Not a herb but an actual hormone — prescription-only in much of the world, and it can raise oestrogen as much as testosterone.
DHEA is sold as a 'natural' precursor hormone that the body turns into testosterone — marketed for anti-ageing, energy, libido and muscle. It is hugely popular in the United States, where it is sold over the counter as a supplement.
DHEA is not a herb or a vitamin — it is an actual hormone your adrenal glands make. That single fact changes everything. Selling it as a 'supplement' is largely a regulatory accident: in the US it was grandfathered in before tighter hormone rules, which is why it sits on shelves next to vitamin C. In much of Europe, including the UK, it is a prescription-only medicine. Same molecule, completely different legal status — a quirk of history, not science.
DHEA does convert to testosterone — but it also converts to oestrogen, and the direction is unpredictable and individual.
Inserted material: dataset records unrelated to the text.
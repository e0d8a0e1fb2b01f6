//! Tick orchestrator - one fixed-order pass over every subsystem
//!
//! The step order is load-bearing:
//! economy netting runs after construction and population rebalancing so a
//! finished district or a promoted specialist pays out in the same tick, and
//! war pressure runs after combat so a fresh war never reaches back into
//! that tick's battles.
//!
//! Missing optional data (an empire without fleets, a task pointing at a
//! vanished planet) is skipped by the subsystem concerned; a pass never fails.

use crate::construction::{
    advance_colonization, advance_districts, advance_ship_builds, advance_shipyard_structures,
    claim_colonized_systems,
};
use crate::core::config::SimConfig;
use crate::diplomacy::{advance_relations, ai_expansion, apply_war_pressure, ensure_ai_fleets, route_ai_fleets};
use crate::economy::{auto_balance, net_economy, Resource};
use crate::events::advance_events;
use crate::exploration::advance_exploration;
use crate::military::{advance_fleet_movement, resolve_system_combat};
use crate::progression::{advance_research, advance_traditions};
use crate::session::history::{NotificationKind, PassLog};
use crate::session::{player_fleet_power, Session};

/// Advance a session by `ticks` passes, returning the new session
///
/// The input is never mutated; zero ticks returns an identical copy.
pub fn advance(session: &Session, ticks: u32, config: &SimConfig) -> Session {
    let mut next = session.clone();
    for _ in 0..ticks {
        run_tick(&mut next, config);
    }
    next
}

/// Run a single tick pass in place
pub fn run_tick(session: &mut Session, config: &SimConfig) {
    session.clock.advance(config.clock.days_per_tick);
    let tick = session.clock.current_tick();
    let span = tracing::debug_span!("tick", tick);
    let _enter = span.enter();

    let mut log = PassLog::new(tick);
    let player_id = session.player_id;

    // 1. AI war fleets
    ensure_ai_fleets(&mut session.fleets, &session.empires, &session.galaxy, &mut session.ids, config);

    // 2. Colonization
    let colonized = advance_colonization(
        &mut session.construction.colonization,
        &mut session.planets,
        &mut session.ids,
        config,
        &mut log,
    );

    // 3. Ownership: new colonies, then AI expansion
    claim_colonized_systems(&mut session.galaxy, &colonized, player_id);
    ai_expansion(
        &mut session.galaxy,
        &session.empires,
        &session.planets,
        &session.construction,
        &mut session.rng,
        config,
        tick,
        &mut log,
    );

    // 4. Districts
    advance_districts(&mut session.construction.districts, &mut session.planets, config, &mut log);

    // 5. Ship builds
    advance_ship_builds(
        &mut session.construction.ships,
        &mut session.fleets,
        &mut session.ids,
        config,
        player_id,
        &mut log,
    );

    // 6. Movement and combat
    let arrived = advance_fleet_movement(&mut session.fleets);
    if !arrived.is_empty() {
        tracing::debug!(count = arrived.len(), "Fleets arrived");
    }
    resolve_system_combat(&mut session.galaxy, &mut session.fleets, config, &mut log);

    // 7. Diplomacy
    let player_power = player_fleet_power(&session.fleets, player_id, config);
    advance_relations(
        &mut session.empires,
        &mut session.diplomacy,
        player_power,
        &config.diplomacy,
        tick,
        &mut log,
    );

    // 8. War pressure
    apply_war_pressure(
        &mut session.galaxy,
        &mut session.diplomacy,
        &session.empires,
        player_id,
        &mut session.rng,
        &config.diplomacy.war_zones,
        &mut log,
    );

    // 9. AI fleet routing
    route_ai_fleets(&mut session.fleets, &session.empires, &session.galaxy, &mut session.rng, config);

    // 10. Shipyard structures
    advance_shipyard_structures(&mut session.galaxy, &mut log);

    // 11. Exploration
    advance_exploration(&mut session.science_ships, &mut session.galaxy, &mut log);

    // 12. Population automation
    let balance = auto_balance(&mut session.planets, &session.ledger, config);
    if balance.promotions + balance.demotions > 0 {
        tracing::debug!(promotions = balance.promotions, demotions = balance.demotions, "Jobs rebalanced");
    }

    // 13. Economy
    let influence_bonus = session.traditions.influence_bonus(config);
    net_economy(&mut session.planets, &mut session.ledger, config, influence_bonus);

    // 14. Research and traditions
    let research_income = session.ledger.entry(Resource::Research).income;
    let outcome = advance_research(&mut session.research, config, research_income);
    for tech_id in &outcome.completed {
        let name = config.tech(tech_id).map_or(tech_id.as_str(), |t| t.name.as_str());
        log.notify(NotificationKind::ResearchCompleted, format!("Research completed: {}", name));
    }
    for era in &outcome.eras_unlocked {
        log.notify(NotificationKind::EraUnlocked, format!("Era {} unlocked", era));
    }

    let influence_income = session.ledger.entry(Resource::Influence).income;
    for perk_id in advance_traditions(&mut session.traditions, config, influence_income) {
        let name = config.perk(&perk_id).map_or(perk_id.as_str(), |p| p.name.as_str());
        log.notify(NotificationKind::TraditionAdopted, format!("Tradition adopted: {}", name));
    }

    // 15. Events
    advance_events(
        &mut session.events,
        &session.galaxy,
        &session.history,
        &mut session.ids,
        &mut session.rng,
        &config.events,
        tick,
        &mut log,
    );

    // 16. History
    session.history.absorb(log, config.diplomacy.war_event_limit);
}
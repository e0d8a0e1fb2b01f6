//! Economy layer - resource ledger, planet production, morale and population jobs

pub mod ledger;
pub mod morale;
pub mod netting;
pub mod population;
pub mod production;

pub use ledger::{LedgerEntry, Resource, ResourceAmounts, ResourceLedger};
pub use morale::{compute_morale, Morale};
pub use netting::{net_economy, EconomyTotals};
pub use population::{auto_balance, BalanceReport};
pub use production::{summarize_planet, DistrictDefinition, JobCatalog, JobYield, PlanetSummary};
In many men, especially those with more body fat (where the aromatase enzyme is more active), it raises oestrogen as much or more than testosterone, which can worsen the very balance people are trying to fix. Clear benefit shows up mainly in men with a genuine, blood-confirmed deficiency — often over 60. In younger men with normal levels, the evidence for muscle, strength or performance is weak to absent.
Because it's a hormone, taking DHEA can suppress your body's own production through the same negative-feedback mechanism that makes anabolic steroids risky. Using it blind — without testing DHEA-S, testosterone and oestradiol — is genuinely a way to make your hormonal picture worse, not better.
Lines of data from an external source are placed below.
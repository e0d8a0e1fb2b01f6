//! War-zone pressure (tick step 8)

use rand::seq::SliceRandom;
use rand::Rng;
use rand_chacha::ChaCha8Rng;

use crate::core::config::WarZoneConfig;
use crate::core::types::{EmpireId, SystemId};
use crate::diplomacy::{DiplomacyState, WarZone};
use crate::session::empire::Empire;
use crate::session::galaxy::Galaxy;
use crate::session::history::{PassLog, WarEventKind};

/// Pick `count` non-player systems for a war and boost their hostile power
/// by a random amount within `[power_min, power_max]`
pub fn boost_war_zones(
    galaxy: &mut Galaxy,
    state: &mut DiplomacyState,
    empire_id: EmpireId,
    player_id: EmpireId,
    rng: &mut ChaCha8Rng,
    config: &WarZoneConfig,
    log: &mut PassLog,
) {
    let candidates: Vec<SystemId> = galaxy
        .systems
        .iter()
        .filter(|s| s.owner_id != Some(player_id))
        .filter(|s| !state.zones_of(empire_id).any(|z| z.system_id == s.id))
        .map(|s| s.id)
        .collect();

    let picked: Vec<SystemId> = candidates.choose_multiple(rng, config.count).copied().collect();
    for system_id in picked {
        let power = if config.power_max > config.power_min {
            rng.gen_range(config.power_min..=config.power_max)
        } else {
            config.power_min
        };
        let Some(system) = galaxy.system_mut(system_id) else {
            continue;
        };
        system.add_hostile_power(power);
        state.war_zones.push(WarZone { empire_id, system_id });
        log.war_event(
            empire_id,
            WarEventKind::ZonePressure,
            format!("Hostile activity surges at {} (+{:.1})", system.name, power),
        );
    }
}

/// Drop every war zone tied to an empire
pub fn release_war_zones(state: &mut DiplomacyState, empire_id: EmpireId) {
    state.war_zones.retain(|z| z.empire_id != empire_id);
}

/// Boost zones for wars declared this pass, then intensify every zone of an
/// ongoing war up to the configured ceiling
pub fn apply_war_pressure(
    galaxy: &mut Galaxy,
    state: &mut DiplomacyState,
    empires: &[Empire],
    player_id: EmpireId,
    rng: &mut ChaCha8Rng,
    config: &WarZoneConfig,
    log: &mut PassLog,
) {
    for empire_id in std::mem::take(&mut state.pending_pressure) {
        boost_war_zones(galaxy, state, empire_id, player_id, rng, config, log);
    }

    for zone in &state.war_zones {
        let at_war = empires.iter().any(|e| e.id == zone.empire_id && e.at_war());
        if !at_war {
            continue;
        }
        let Some(system) = galaxy.system_mut(zone.system_id) else {
            continue;
        };
        if system.hostile_power < config.max_zone_power {
            system.hostile_power = (system.hostile_power + config.intensify_per_tick).min(config.max_zone_power);
        }
    }
}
Interestingly, DHEA has more credible evidence in specific women's settings — it is used under medical supervision in some fertility (IVF) protocols for women with diminished ovarian reserve, and as a vaginal preparation for menopausal symptoms. Again: under supervision, with testing — not as a guess.
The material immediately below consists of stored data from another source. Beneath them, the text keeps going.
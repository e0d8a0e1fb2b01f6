//! Empires - the player and the AI factions

use serde::{Deserialize, Serialize};

use crate::core::types::{EmpireId, SystemId};

#[derive(Clone, Copy, Debug, PartialEq, Eq, Hash, Serialize, Deserialize)]
#[serde(rename_all = "snake_case")]
pub enum EmpireKind {
    Player,
    Ai,
}

#[derive(Clone, Copy, Debug, PartialEq, Eq, Hash, Serialize, Deserialize)]
#[serde(rename_all = "snake_case")]
pub enum WarStatus {
    Peace,
    War,
}

#[derive(Clone, Debug, PartialEq, Serialize, Deserialize)]
pub struct Empire {
    pub id: EmpireId,
    pub name: String,
    pub kind: EmpireKind,
    /// Opinion of the player, roughly -100 to +100 but not clamped
    pub opinion: f64,
    pub war_status: WarStatus,
    /// Whether the player's ships may pass through this empire's space
    pub access: bool,
    pub home_system_id: Option<SystemId>,
}

impl Empire {
    pub fn player(id: EmpireId, name: impl Into<String>, home: SystemId) -> Self {
        Self {
            id,
            name: name.into(),
            kind: EmpireKind::Player,
            opinion: 0.0,
            war_status: WarStatus::Peace,
            access: true,
            home_system_id: Some(home),
        }
    }

    pub fn ai(id: EmpireId, name: impl Into<String>, home: Option<SystemId>) -> Self {
        Self {
            id,
            name: name.into(),
            kind: EmpireKind::Ai,
            opinion: 0.0,
            war_status: WarStatus::Peace,
            access: false,
            home_system_id: home,
        }
    }

    pub fn is_ai(&self) -> bool {
        self.kind == EmpireKind::Ai
    }

    pub fn at_war(&self) -> bool {
        self.war_status == WarStatus::War
    }
}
DHEA is on the World Anti-Doping Agency's banned list, so it's off-limits for any tested athlete. Side effects when oestrogen rises include oily skin, acne and mood changes.
For most men, optimising testosterone directly — through sleep, training, losing excess body fat and the proven foundation supplements — is safer and more reliable than gambling with a hormone.
⚠️ DHEA is a hormone wearing a supplement's label. It can raise oestrogen as much as testosterone, and can suppress your own production. Don't use it without blood testing and medical supervision — and remember it's prescription-only in much of the world for good reason.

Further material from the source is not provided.